After four hours of talks with Trump’s key envoy Steve Witkoff on Tuesday evening — talks that surely focused in large part on Trump’s preparation for war and/or diplomacy with Iran — a brief statement from Netanyahu’s office chose to focus on Gaza. It emphasized Israel’s uncompromising demand for Hamas to be disarmed, Gaza to be demilitarized, and the PA to be excluded from “governing the Strip in any way.”
But rhetoric aside, the PA is already playing a role in Gaza. And Hamas, as the IDF recently informed Netanyahu, is deepening its hold on the non-IDF-held half of the Strip — including by “integrating its operatives into government ministries and the security apparatuses.”
As things stand, Hamas will continue targeting Israeli troops. The IDF will continue to hit back. In the short term, the US will doubtless attempt to maintain the ceasefire that came into effect in October, Trump may repeat his declared assessment that Hamas “is going to disarm,” and he may keep on declaring that he brought peace to Gaza.

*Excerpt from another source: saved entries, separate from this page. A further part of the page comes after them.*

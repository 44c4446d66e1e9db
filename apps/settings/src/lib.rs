//! # Strata Settings
//!
//! Command-line view of every settings group declared by the built-in modules:
//! human-readable listings, the defaults as an INI `[DEFAULT]` section, or the
//! live values as JSON.
//!
//! ## Example
//! ```rust
//! use clap::Parser;
//! use strata_settings::{Cli, initialize, run};
//!
//! let cli = Cli::parse_from(["strata-settings", "--print"]);
//! let ctx = initialize(&cli).unwrap();
//! let mut out = Vec::new();
//! run(&cli, &ctx, &mut out).unwrap();
//! assert!(String::from_utf8(out).unwrap().starts_with("[DEFAULT]"));
//! ```

use anyhow::{Context, Result};
use clap::Parser;
use std::io::Write;
use std::path::PathBuf;
use strata_config::{
    ConfigContext, ConfigError, GroupSpec, Module, SettingsGroup, SettingsOptions,
    SettingsRegistry, WatchSetting, directives,
};
use strata_logger::{Logger, parse_level};
use strata_schema::{Invalid, SchemaNode, SchemaType, Value};
use strata_storage::RawSettingsMap;
use strata_storage::ini::IniDocument;
use tracing::debug;

/// Name of the group holding the tool's own logging settings.
pub const LOGGING_GROUP: &str = "logging";

const WRAP_WIDTH: usize = 70;

#[derive(Debug, Parser)]
#[command(name = "strata-settings")]
#[command(author = env!("CARGO_PKG_AUTHORS"))]
#[command(version = env!("CARGO_PKG_VERSION"))]
#[command(about = "Strata settings management")]
pub struct Cli {
    /// Runtime settings file
    #[arg(long, value_name = "FILE")]
    pub settings: Option<PathBuf>,

    /// File with default settings
    #[arg(long, value_name = "FILE")]
    pub defaults: Option<PathBuf>,

    /// List all registered settings
    #[arg(short, long)]
    pub all: bool,

    /// List registered settings of one group
    #[arg(short, long = "list", value_name = "GROUP")]
    pub list: Option<String>,

    /// Print default settings in INI format
    #[arg(short, long = "print")]
    pub print: bool,

    /// Print current settings as JSON
    #[arg(long)]
    pub json: bool,

    /// Increase log verbosity (-v, -vv, -vvv)
    #[arg(short, long, action = clap::ArgAction::Count)]
    pub verbose: u8,
}

/// Modules declaring the settings this tool knows about.
#[must_use]
pub fn builtin_modules() -> Vec<Module> {
    vec![Module::new("strata").child(Module::new("logging").declare(|scope| {
        directives::settings(scope, logging_spec())?;
        Ok(())
    }))]
}

fn logging_spec() -> GroupSpec {
    GroupSpec::new(LOGGING_GROUP)
        .title("Logging")
        .description("Diagnostics written by strata tools.")
        .node(
            SchemaNode::new("level", SchemaType::Str)
                .default("warn")
                .title("Log level")
                .description("Minimum console level: error, warn, info, debug or trace.")
                .validator(|value| match value {
                    Value::Str(level) => {
                        parse_level(level).map(|_| ()).map_err(|e| Invalid::new(e.to_string()))
                    },
                    _ => Err(Invalid::new("Expected a level name")),
                }),
        )
        .node(
            SchemaNode::new("filter", SchemaType::Str)
                .title("Log filter")
                .description("Extra tracing directives, e.g. strata_config=debug."),
        )
        .node(
            SchemaNode::new("path", SchemaType::Str)
                .title("Log directory")
                .description("Directory for rolling log files. Empty disables file logging."),
        )
        .node(
            SchemaNode::new("json", SchemaType::Bool)
                .default(false)
                .title("JSON log files")
                .description("Write log files as JSON lines."),
        )
}

/// Declares the built-in modules and loads settings from the given files.
///
/// # Errors
/// Returns an error when the pipeline fails or a settings file cannot be read.
pub fn initialize(cli: &Cli) -> Result<ConfigContext> {
    let options = SettingsOptions {
        settings: cli.settings.clone(),
        defaults: cli.defaults.clone(),
        watch: WatchSetting::Off,
        ..SettingsOptions::default()
    };
    let ctx = ConfigContext::new();
    ctx.initialize(&builtin_modules(), &options).context("Failed to initialize settings")?;
    Ok(ctx)
}

/// Installs the global logger from the `logging` group; `-v` flags win over
/// the configured level.
///
/// # Errors
/// Returns an error for invalid logging settings or a second installation.
pub fn init_logger(cli: &Cli, registry: &SettingsRegistry) -> Result<Logger> {
    let group = registry.group(LOGGING_GROUP)?;
    let text = |key: &str| -> Result<String, ConfigError> { Ok(group.get(key)?.to_string()) };

    let mut builder = Logger::builder().name(env!("CARGO_PKG_NAME"));
    builder = if cli.verbose > 0 {
        builder.verbosity(cli.verbose)
    } else {
        builder.level(parse_level(&text("level")?)?)
    };
    let filter = text("filter")?;
    if !filter.is_empty() {
        builder = builder.env_filter(filter);
    }

    let path = text("path")?;
    let logger = if path.is_empty() {
        builder.init()?
    } else if group.get("json")? == Value::Bool(true) {
        builder.path(path).json().init()?
    } else {
        builder.path(path).init()?
    };
    Ok(logger)
}

/// Writes the output selected by `cli`.
///
/// # Errors
/// Returns an error for an unknown `--list` group or a failed write.
pub fn run(cli: &Cli, ctx: &ConfigContext, out: &mut dyn Write) -> Result<()> {
    let registry = ctx.settings();

    if cli.print {
        debug!("Printing defaults");
        out.write_all(render_defaults(&registry.export(true)).as_bytes())?;
        return Ok(());
    }

    if cli.json {
        let values = current_values(&registry.groups())?;
        writeln!(out, "{}", serde_json::to_string_pretty(&values)?)?;
        return Ok(());
    }

    let only = if cli.all { None } else { cli.list.as_deref() };
    if let Some(name) = only {
        registry.group(name)?;
    }
    out.write_all(render_listing(&registry.groups(), only)?.as_bytes())?;
    Ok(())
}

/// `[DEFAULT]` section holding every entry of `defaults`, keys sorted.
#[must_use]
pub fn render_defaults(defaults: &RawSettingsMap) -> String {
    let mut doc = IniDocument::new();
    let section = doc.defaults_mut();
    for (key, value) in defaults {
        section.set(key.as_str(), value.as_str());
    }
    doc.render()
}

/// Live values of every node of `groups`, stringified under `"group.node"` keys.
///
/// # Errors
/// Returns [`ConfigError`] when a group was dropped from its registry.
pub fn current_values(groups: &[SettingsGroup]) -> Result<RawSettingsMap, ConfigError> {
    let mut out = RawSettingsMap::new();
    for group in groups {
        for (node, value) in group.values()? {
            out.insert(format!("{}.{node}", group.name()), value.to_string());
        }
    }
    Ok(out)
}

/// Human-readable description of `groups`, or only of the group named `only`.
///
/// # Errors
/// Returns [`ConfigError`] when a group was dropped from its registry.
pub fn render_listing(groups: &[SettingsGroup], only: Option<&str>) -> Result<String, ConfigError> {
    let mut out = String::new();
    for group in groups.iter().filter(|g| only.is_none_or(|name| g.name() == name)) {
        let title = group.title()?;
        let title = if title.is_empty() { group.name().to_owned() } else { title };
        let description = group.description()?;

        out.push('\n');
        push_line(&mut out, &wrap(&title, "* ", "  "));
        if !description.is_empty() {
            push_line(&mut out, &wrap(&description, "    ", "    "));
        }
        out.push('\n');

        for node in group.nodes()? {
            let default = if node.is_required() {
                "<required>".to_owned()
            } else {
                node.default_value().to_string()
            };
            let entry = format!(
                "{}.{}: {} ({}: {default})",
                group.name(),
                node.name(),
                node.get_title(),
                node.kind().name()
            );
            push_line(&mut out, &wrap(&entry, "  - ", "    "));
            push_line(&mut out, &wrap(node.get_description(), "       ", "       "));
            out.push('\n');
        }
    }
    Ok(out)
}

fn push_line(out: &mut String, text: &str) {
    out.push_str(text);
    out.push('\n');
}

/// Greedy word wrap at [`WRAP_WIDTH`] columns. Blank text yields an empty string.
fn wrap(text: &str, initial: &str, subsequent: &str) -> String {
    let mut lines: Vec<String> = Vec::new();
    let mut current = String::new();

    for word in text.split_whitespace() {
        let indent = if lines.is_empty() { initial } else { subsequent };
        if current.is_empty() {
            current = format!("{indent}{word}");
        } else if current.len() + 1 + word.len() <= WRAP_WIDTH {
            current.push(' ');
            current.push_str(word);
        } else {
            lines.push(std::mem::take(&mut current));
            current = format!("{subsequent}{word}");
        }
    }
    if !current.is_empty() {
        lines.push(current);
    }
    lines.join("\n")
}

But what is unfolding on the ground is no recipe for security and stability. It stems at least in part from Netanyahu’s failure in the highly complex task of enabling the installation of credible, effective non-Hamas governance. With the government seeking to eliminate Hamas, and refusing to consider the PA for any legitimizing role in an international mechanism, we are winding up with both of them. And that certainly does not meet Israel’s essential war goals.
This is not the Gaza that Israel, after indescribable cost in lost lives and in its global reputation, wanted and needs to see after the war.